To investigate the effects of Hydroxysafflor Yellow A (HSYA), which is derived from safflower, on the proliferation, migration and angiogenesis of cells in vitro and its potential efficacy in vivo when topically applied to a diabetic wound. Human umbilical vein endothelial cells (HUVECs) and mouse macrophage cells (RAW264.7) were used to evaluate angiogenesis and anti-inflammatory activities, respectively. The influence of HSYA on the wound scratch assay was investigated in keratinocytes. A splinted excisional wound model in rats with TIDM induced by streptozotocin was used to assess the effects of wound healing.
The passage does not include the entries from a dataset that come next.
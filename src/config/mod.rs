//! Configuration for the store and its evaluators
//!
//! Provides:
//! - TOML configuration files
//! - Environment variable overrides
//! - Multiple config file locations
//!
//! # Configuration File Locations
//!
//! Configuration files are searched in order (first found wins):
//! 1. `./quadstore.toml` - Project-local configuration
//! 2. `~/.config/quadstore/config.toml` - User configuration (XDG)
//! 3. `/etc/quadstore/config.toml` - System-wide configuration
//!
//! # Environment Variables
//!
//! - `QUADSTORE_LOG_LEVEL` - Logging verbosity (quiet, normal, verbose, debug)
//! - `QUADSTORE_QUERY_TIMEOUT_MS` - Query timeout in milliseconds, 0 for none
//! - `QUADSTORE_PARTIAL_RESULTS` - Return partial results on timeout (true/false)
//! - `QUADSTORE_OPTIMIZE_BGP` - Reorder BGP patterns by selectivity (true/false)
//! - `QUADSTORE_UPDATE_TIMEOUT_MS` - Timeout for update WHERE clauses
//!
//! # Example Configuration
//!
//! ```toml
//! [general]
//! log_level = "verbose"
//!
//! [query]
//! timeout_ms = 30000
//! partial_results = false
//! optimize_bgp = true
//! max_path_depth = 1000
//! describe_objects = true
//!
//! [update]
//! timeout_ms = 0
//! allow_load = true
//!
//! [prefixes]
//! ex = "http://example.org/"
//! foaf = "http://xmlns.com/foaf/0.1/"
//! ```

use std::collections::BTreeMap;
use std::env;
use std::fs;
use std::path::{Path, PathBuf};
use std::time::Duration;

use serde::{Deserialize, Serialize};
use thiserror::Error;
use tracing::level_filters::LevelFilter;

// ============================================================================
// Configuration Schema
// ============================================================================

/// Main configuration structure
#[derive(Debug, Clone, PartialEq, Serialize, Deserialize, Default)]
#[serde(default)]
pub struct StoreConfig {
    /// General settings
    pub general: GeneralConfig,
    /// Query evaluation settings
    pub query: QueryConfig,
    /// Update processing settings
    pub update: UpdateConfig,
    /// Prefixes added to every graph created with `Graph::with_config`
    pub prefixes: BTreeMap<String, String>,
}

/// General configuration options
#[derive(Debug, Clone, PartialEq, Serialize, Deserialize, Default)]
#[serde(default)]
pub struct GeneralConfig {
    /// Logging level
    pub log_level: LogLevel,
}

/// Query evaluation options
#[derive(Debug, Clone, PartialEq, Serialize, Deserialize)]
#[serde(default)]
pub struct QueryConfig {
    /// Wall-clock limit per query in milliseconds; 0 disables it
    pub timeout_ms: u64,
    /// Return the rows produced so far when the limit is hit
    pub partial_results: bool,
    /// Reorder BGP patterns by estimated selectivity
    pub optimize_bgp: bool,
    /// Depth limit of `*` and `+` property paths
    pub max_path_depth: usize,
    /// DESCRIBE includes triples with the resource as object
    pub describe_objects: bool,
}

impl Default for QueryConfig {
    fn default() -> Self {
        Self {
            timeout_ms: 0,
            partial_results: false,
            optimize_bgp: true,
            max_path_depth: 1_000,
            describe_objects: true,
        }
    }
}

impl QueryConfig {
    pub fn timeout(&self) -> Option<Duration> {
        (self.timeout_ms > 0).then(|| Duration::from_millis(self.timeout_ms))
    }
}

/// Update processing options
#[derive(Debug, Clone, PartialEq, Serialize, Deserialize)]
#[serde(default)]
pub struct UpdateConfig {
    /// Wall-clock limit for each WHERE clause in milliseconds; 0 disables it
    pub timeout_ms: u64,
    /// Whether LOAD commands may run
    pub allow_load: bool,
}

impl Default for UpdateConfig {
    fn default() -> Self {
        Self { timeout_ms: 0, allow_load: true }
    }
}

impl UpdateConfig {
    pub fn timeout(&self) -> Option<Duration> {
        (self.timeout_ms > 0).then(|| Duration::from_millis(self.timeout_ms))
    }
}

/// Log level options
#[derive(Debug, Clone, Copy, PartialEq, Eq, Serialize, Deserialize, Default)]
#[serde(rename_all = "lowercase")]
pub enum LogLevel {
    Quiet,
    #[default]
    Normal,
    Verbose,
    Debug,
}

impl LogLevel {
    pub fn as_str(&self) -> &'static str {
        match self {
            LogLevel::Quiet => "quiet",
            LogLevel::Normal => "normal",
            LogLevel::Verbose => "verbose",
            LogLevel::Debug => "debug",
        }
    }

    pub fn from_str(s: &str) -> Option<Self> {
        match s.to_lowercase().as_str() {
            "quiet" | "q" | "0" => Some(LogLevel::Quiet),
            "normal" | "n" | "1" => Some(LogLevel::Normal),
            "verbose" | "v" | "2" => Some(LogLevel::Verbose),
            "debug" | "d" | "3" => Some(LogLevel::Debug),
            _ => None,
        }
    }

    /// Filter for a `tracing` subscriber installed by the host
    pub fn to_level_filter(&self) -> LevelFilter {
        match self {
            LogLevel::Quiet => LevelFilter::ERROR,
            LogLevel::Normal => LevelFilter::WARN,
            LogLevel::Verbose => LevelFilter::DEBUG,
            LogLevel::Debug => LevelFilter::TRACE,
        }
    }
}

// ============================================================================
// Configuration Loading
// ============================================================================

impl StoreConfig {
    /// Create a new default configuration
    pub fn new() -> Self {
        Self::default()
    }

    /// Load configuration from the first existing default location, then
    /// apply environment variable overrides
    pub fn load() -> Result<Self, ConfigError> {
        let mut config = Self::default();

        for path in Self::config_paths() {
            if path.exists() {
                config = Self::load_from_file(&path)?;
                break;
            }
        }

        config.apply_env_overrides();
        config.validate()?;
        Ok(config)
    }

    /// Load configuration from a specific file
    pub fn load_from_file(path: &Path) -> Result<Self, ConfigError> {
        let content = fs::read_to_string(path)
            .map_err(|e| ConfigError::IoError(path.to_path_buf(), e.to_string()))?;

        let config: StoreConfig = toml::from_str(&content)
            .map_err(|e| ConfigError::ParseError(path.to_path_buf(), e.to_string()))?;

        config.validate()?;
        Ok(config)
    }

    /// Load configuration from a TOML string
    pub fn load_from_str(content: &str) -> Result<Self, ConfigError> {
        let config: StoreConfig = toml::from_str(content)
            .map_err(|e| ConfigError::ParseError(PathBuf::from("<string>"), e.to_string()))?;
        config.validate()?;
        Ok(config)
    }

    /// Get the list of config file search paths
    pub fn config_paths() -> Vec<PathBuf> {
        let mut paths = vec![PathBuf::from("./quadstore.toml")];

        if let Some(config_dir) = dirs::config_dir() {
            paths.push(config_dir.join("quadstore").join("config.toml"));
        }

        #[cfg(unix)]
        paths.push(PathBuf::from("/etc/quadstore/config.toml"));

        paths
    }

    /// Apply `QUADSTORE_*` environment variable overrides
    pub fn apply_env_overrides(&mut self) {
        self.apply_overrides(|key| env::var(key).ok());
    }

    /// Apply overrides from any key lookup; unparsable values are ignored
    pub fn apply_overrides(&mut self, lookup: impl Fn(&str) -> Option<String>) {
        if let Some(level) = lookup("QUADSTORE_LOG_LEVEL").and_then(|v| LogLevel::from_str(&v)) {
            self.general.log_level = level;
        }
        if let Some(ms) = lookup("QUADSTORE_QUERY_TIMEOUT_MS").and_then(|v| v.parse().ok()) {
            self.query.timeout_ms = ms;
        }
        if let Some(flag) = lookup("QUADSTORE_PARTIAL_RESULTS").and_then(|v| parse_bool(&v)) {
            self.query.partial_results = flag;
        }
        if let Some(flag) = lookup("QUADSTORE_OPTIMIZE_BGP").and_then(|v| parse_bool(&v)) {
            self.query.optimize_bgp = flag;
        }
        if let Some(ms) = lookup("QUADSTORE_UPDATE_TIMEOUT_MS").and_then(|v| v.parse().ok()) {
            self.update.timeout_ms = ms;
        }
    }

    /// Check values that parse but make no sense
    pub fn validate(&self) -> Result<(), ConfigError> {
        if self.query.max_path_depth == 0 {
            return Err(ConfigError::Invalid {
                key: "query.max_path_depth".to_string(),
                message: "must be at least 1".to_string(),
            });
        }
        for (prefix, namespace) in &self.prefixes {
            if !namespace.contains(':') {
                return Err(ConfigError::Invalid {
                    key: format!("prefixes.{}", prefix),
                    message: format!("'{}' is not an absolute IRI", namespace),
                });
            }
        }
        Ok(())
    }

    /// Serialize the configuration back to TOML
    pub fn to_toml(&self) -> Result<String, ConfigError> {
        toml::to_string_pretty(self).map_err(|e| ConfigError::Invalid {
            key: "<root>".to_string(),
            message: e.to_string(),
        })
    }
}

fn parse_bool(value: &str) -> Option<bool> {
    match value.to_lowercase().as_str() {
        "true" | "1" | "yes" | "on" => Some(true),
        "false" | "0" | "no" | "off" => Some(false),
        _ => None,
    }
}

// ============================================================================
// Error Types
// ============================================================================

/// Configuration errors
#[derive(Debug, Clone, PartialEq, Error)]
pub enum ConfigError {
    /// IO error reading a config file
    #[error("IO error reading {path}: {1}", path = .0.display())]
    IoError(PathBuf, String),
    /// Parse error in a config file
    #[error("Parse error in {path}: {1}", path = .0.display())]
    ParseError(PathBuf, String),
    /// A value that parses but is not acceptable
    #[error("Invalid value for {key}: {message}")]
    Invalid { key: String, message: String },
}

// ============================================================================
// Tests
// ============================================================================
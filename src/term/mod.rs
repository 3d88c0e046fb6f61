//! RDF term representations
//!
//! This module defines the core data types for representing RDF terms:
//! - URIs (named nodes)
//! - Literals (with optional datatype or language tag)
//! - Blank nodes (local to a graph)
//! - Variables (the unbound marker used in patterns)
//!
//! Terms carry a total order (see [`order`]) used by ORDER BY, MIN/MAX and
//! sorted output.

use std::fmt;
use std::hash::Hash;
use std::sync::Arc;

use crate::error::{RdfError, RdfResult};

pub mod uri;
mod literal;
mod blank;
mod variable;
pub mod order;

pub use uri::Uri;
pub use literal::{Literal, Datatype};
pub use blank::BlankNode;
pub use variable::Variable;

/// A term in RDF
#[derive(Clone, PartialEq, Eq, Hash)]
pub enum Term {
    /// A variable (patterns only)
    Variable(Variable),
    /// A blank node
    BlankNode(BlankNode),
    /// A URI reference (named node)
    Uri(Arc<Uri>),
    /// A literal value
    Literal(Arc<Literal>),
}

impl Term {
    /// Create a URI term
    pub fn uri(s: impl Into<String>) -> Self {
        Term::Uri(Arc::new(Uri::new(s.into())))
    }

    /// Create a URI term, validating the IRI
    pub fn try_uri(s: impl Into<String>) -> RdfResult<Self> {
        Ok(Term::Uri(Arc::new(Uri::parse(s)?)))
    }

    /// Create a simple literal
    pub fn literal(s: impl Into<String>) -> Self {
        Term::Literal(Arc::new(Literal::plain(s.into())))
    }

    /// Create a typed literal
    pub fn typed_literal(value: impl Into<String>, datatype: impl Into<String>) -> Self {
        Term::Literal(Arc::new(Literal::typed(value.into(), datatype.into())))
    }

    /// Create a language-tagged literal
    pub fn lang_literal(value: impl Into<String>, lang: impl Into<String>) -> Self {
        Term::Literal(Arc::new(Literal::with_language(value.into(), lang.into())))
    }

    /// Create a literal from optional language and datatype, rejecting both
    pub fn try_literal(
        value: impl Into<String>,
        language: Option<&str>,
        datatype: Option<&str>,
    ) -> RdfResult<Self> {
        Ok(Term::Literal(Arc::new(Literal::new(value, language, datatype)?)))
    }

    /// Create an xsd:integer literal
    pub fn integer(value: i64) -> Self {
        Term::typed_literal(value.to_string(), crate::core::namespaces::xsd::INTEGER)
    }

    /// Create an xsd:boolean literal
    pub fn boolean(value: bool) -> Self {
        Term::typed_literal(value.to_string(), crate::core::namespaces::xsd::BOOLEAN)
    }

    /// Create a blank node with a local id
    pub fn blank(id: impl Into<String>) -> Self {
        Term::BlankNode(BlankNode::new(id))
    }

    /// Create a fresh blank node
    pub fn fresh_blank() -> Self {
        Term::BlankNode(BlankNode::fresh())
    }

    /// Create a variable
    pub fn var(name: &str) -> Self {
        Term::Variable(Variable::new(name))
    }

    /// Check if this term is a variable
    pub fn is_variable(&self) -> bool {
        matches!(self, Term::Variable(_))
    }

    /// Check if this term is a blank node
    pub fn is_blank(&self) -> bool {
        matches!(self, Term::BlankNode(_))
    }

    /// Check if this term is a URI
    pub fn is_uri(&self) -> bool {
        matches!(self, Term::Uri(_))
    }

    /// Check if this term is a literal
    pub fn is_literal(&self) -> bool {
        matches!(self, Term::Literal(_))
    }

    /// Check if this term is ground (not a variable)
    pub fn is_ground(&self) -> bool {
        !self.is_variable()
    }

    /// Get the URI if this is a URI term
    pub fn as_uri(&self) -> Option<&Uri> {
        match self {
            Term::Uri(u) => Some(u),
            _ => None,
        }
    }

    /// Get the literal if this is a literal term
    pub fn as_literal(&self) -> Option<&Literal> {
        match self {
            Term::Literal(l) => Some(l),
            _ => None,
        }
    }

    /// Get the blank node if this is one
    pub fn as_blank(&self) -> Option<&BlankNode> {
        match self {
            Term::BlankNode(b) => Some(b),
            _ => None,
        }
    }

    /// Get the variable if this is one
    pub fn as_variable(&self) -> Option<&Variable> {
        match self {
            Term::Variable(v) => Some(v),
            _ => None,
        }
    }
}

impl fmt::Debug for Term {
    fn fmt(&self, f: &mut fmt::Formatter<'_>) -> fmt::Result {
        fmt::Display::fmt(self, f)
    }
}

impl fmt::Display for Term {
    fn fmt(&self, f: &mut fmt::Formatter<'_>) -> fmt::Result {
        match self {
            Term::Uri(u) => write!(f, "{}", u),
            Term::Literal(l) => write!(f, "{}", l),
            Term::BlankNode(b) => write!(f, "{}", b),
            Term::Variable(v) => write!(f, "{}", v),
        }
    }
}

impl From<Variable> for Term {
    fn from(v: Variable) -> Self {
        Term::Variable(v)
    }
}

impl From<BlankNode> for Term {
    fn from(b: BlankNode) -> Self {
        Term::BlankNode(b)
    }
}

impl From<Uri> for Term {
    fn from(u: Uri) -> Self {
        Term::Uri(Arc::new(u))
    }
}

impl From<Literal> for Term {
    fn from(l: Literal) -> Self {
        Term::Literal(Arc::new(l))
    }
}

/// A triple (statement) in RDF.
///
/// Construction checks positions: the subject is a URI or blank node, the
/// predicate a URI, and the object any non-variable term.
#[derive(Clone, PartialEq, Eq, Hash, PartialOrd, Ord)]
pub struct Triple {
    subject: Term,
    predicate: Term,
    object: Term,
}

impl Triple {
    pub fn new(subject: Term, predicate: Term, object: Term) -> RdfResult<Self> {
        if !matches!(subject, Term::Uri(_) | Term::BlankNode(_)) {
            return Err(RdfError::invalid_position("subject", &subject));
        }
        if !predicate.is_uri() {
            return Err(RdfError::invalid_position("predicate", &predicate));
        }
        if object.is_variable() {
            return Err(RdfError::invalid_position("object", &object));
        }
        Ok(Triple { subject, predicate, object })
    }

    pub fn subject(&self) -> &Term {
        &self.subject
    }

    pub fn predicate(&self) -> &Term {
        &self.predicate
    }

    pub fn object(&self) -> &Term {
        &self.object
    }

    /// Decompose into (subject, predicate, object)
    pub fn into_parts(self) -> (Term, Term, Term) {
        (self.subject, self.predicate, self.object)
    }

    /// Whether any position holds a blank node
    pub fn has_blank_nodes(&self) -> bool {
        self.subject.is_blank() || self.object.is_blank()
    }

    /// Rebuild the triple with each term passed through `f`.
    /// Fails if the mapped terms violate the position rules.
    pub fn map_terms(&self, mut f: impl FnMut(&Term) -> Term) -> RdfResult<Triple> {
        Triple::new(f(&self.subject), f(&self.predicate), f(&self.object))
    }
}

impl fmt::Debug for Triple {
    fn fmt(&self, f: &mut fmt::Formatter<'_>) -> fmt::Result {
        write!(f, "{:?} {:?} {:?} .", self.subject, self.predicate, self.object)
    }
}

impl fmt::Display for Triple {
    fn fmt(&self, f: &mut fmt::Formatter<'_>) -> fmt::Result {
        write!(f, "{} {} {} .", self.subject, self.predicate, self.object)
    }
}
Collagen disposition and secretion of vascular growth factors (VEGF) as well as transforming growth factor-β1 (TGF-β1) were evaluated by an ELISA assay and histological staining. The in vitro results showed that HSYA could significantly enhance both the neovascularization of HUVECs and the migration of keratinocytes. It showed the significant inhibitory effect on nitric oxide production, indicating the anti-inflammatory activity of HSYA. In vivo, the topical application of HSYA significantly enhanced the wound closure rate, and the time to complete wound closure was 17 days, whereas 30 days were needed with PBS treatment. Further, treatment with HSYA exhibited significant granulation tissue formation with higher collagen content, re-epithelialization and angiogenesis according to Masson's trichrome staining evaluation, VEGE and TGF-β1 ELISA measurement. In conclusion, HSYA application could be considered a promising therapeutic strategy for treating chronic non-healing diabetic foot ulcers.